1. A monkey took this selfie in Indonesia in 2011.
The crested black macaque managed to take the picture after playing around with British photographer David Slater’s equipment.
2. The monkey selfie is currently the centre of a copyright row between Wikipedia and Slater – supposedly on the grounds that Wikipedia thinks the monkey owns the copyright to the photo.
Slater, who owned the camera that the picture was taken on, claims the copyright is his, and demanded that Wikipedia remove the image, as revealed in the transparency report released today by the Wikimedia Foundation, the non-profit organisation that has oversight of Wikipedia and related projects. Wikimedia refused his demand.

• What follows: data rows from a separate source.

//! Named device groups.

use std::collections::BTreeMap;

use serde::{Deserialize, Serialize};

use super::error::FleetError;

/// A named, ordered, duplicate-free set of device ids.
#[derive(Debug, Clone, PartialEq, Eq, Serialize, Deserialize)]
pub struct DeviceGroup {
    pub id: String,
    pub name: String,
    #[serde(default)]
    pub device_ids: Vec<String>,
}

impl DeviceGroup {
    pub fn new(id: impl Into<String>, name: impl Into<String>) -> Self {
        Self {
            id: id.into(),
            name: name.into(),
            device_ids: Vec::new(),
        }
    }

    /// Returns false if the device was already a member.
    pub fn add(&mut self, device_id: &str) -> bool {
        if self.contains(device_id) {
            return false;
        }
        self.device_ids.push(device_id.to_string());
        true
    }

    pub fn remove(&mut self, device_id: &str) -> bool {
        let before = self.device_ids.len();
        self.device_ids.retain(|d| d != device_id);
        self.device_ids.len() != before
    }

    pub fn contains(&self, device_id: &str) -> bool {
        self.device_ids.iter().any(|d| d == device_id)
    }

    fn dedup(&mut self) {
        let mut seen = std::collections::HashSet::new();
        self.device_ids.retain(|d| seen.insert(d.clone()));
    }
}

/// Group CRUD. Not synchronized; the orchestrator owns the lock.
#[derive(Debug, Default, Clone)]
pub struct GroupRegistry {
    groups: BTreeMap<String, DeviceGroup>,
}

impl GroupRegistry {
    pub fn create(
        &mut self,
        id: &str,
        name: &str,
        device_ids: &[String],
    ) -> Result<DeviceGroup, FleetError> {
        if id.is_empty() {
            return Err(FleetError::InvalidGroup("group id must not be empty".into()));
        }
        if self.groups.contains_key(id) {
            return Err(FleetError::GroupExists {
                group_id: id.to_string(),
            });
        }
        let mut group = DeviceGroup::new(id, name);
        for device_id in device_ids {
            group.add(device_id);
        }
        self.groups.insert(id.to_string(), group.clone());
        Ok(group)
    }

    pub fn delete(&mut self, id: &str) -> bool {
        self.groups.remove(id).is_some()
    }

    pub fn get(&self, id: &str) -> Option<&DeviceGroup> {
        self.groups.get(id)
    }

    /// All groups sorted by id.
    pub fn list(&self) -> Vec<DeviceGroup> {
        self.groups.values().cloned().collect()
    }

    pub fn add_device(&mut self, group_id: &str, device_id: &str) -> Result<bool, FleetError> {
        Ok(self.get_mut(group_id)?.add(device_id))
    }

    pub fn remove_device(&mut self, group_id: &str, device_id: &str) -> Result<bool, FleetError> {
        Ok(self.get_mut(group_id)?.remove(device_id))
    }

    pub fn members(&self, group_id: &str) -> Result<Vec<String>, FleetError> {
        self.groups
            .get(group_id)
            .map(|g| g.device_ids.clone())
            .ok_or_else(|| FleetError::GroupNotFound {
                group_id: group_id.to_string(),
            })
    }

    /// Replace all groups, deduplicating member lists.
    pub fn replace_all(&mut self, groups: Vec<DeviceGroup>) {
        self.groups = groups
            .into_iter()
            .map(|mut g| {
                g.dedup();
                (g.id.clone(), g)
            })
            .collect();
    }

    fn get_mut(&mut self, group_id: &str) -> Result<&mut DeviceGroup, FleetError> {
        self.groups
            .get_mut(group_id)
            .ok_or_else(|| FleetError::GroupNotFound {
                group_id: group_id.to_string(),
            })
    }
}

Slater seems to be the source of the claim that Wikipedia thinks the copyright belongs to the monkey. “If the monkey took it, it owns copyright, not me, that’s their basic argument,” he told The Telegraph.
3. But that’s not true. The Wikipedia page is very clear that they think nobody owns the copyright. Because monkeys can’t own the copyright on things.
Wikipedia’s argument is simply that Slater cannot own the copyright, because (despite the camera being his) he didn’t create the picture himself. When Slater first sold the picture around the world in 2011, he was very clear that the picture came about by accident.
The case – which Slater suggests he is planning to bring to court – raises some interesting questions. How much intent does a photographer have to have to capture a specific image before they can claim copyright on it? Would this be different if, say, Slater had deliberately set up a tripwire or light trap to trigger the camera when a monkey moved into frame?
Equally, does simply owning the tools a picture was produced with (in this case, the camera) mean you own the copyright? Does the owner of a wall get the copyright to graffiti painted on it? If you borrow somebody’s paints and brushes to create a painting, do they have part of the copyright?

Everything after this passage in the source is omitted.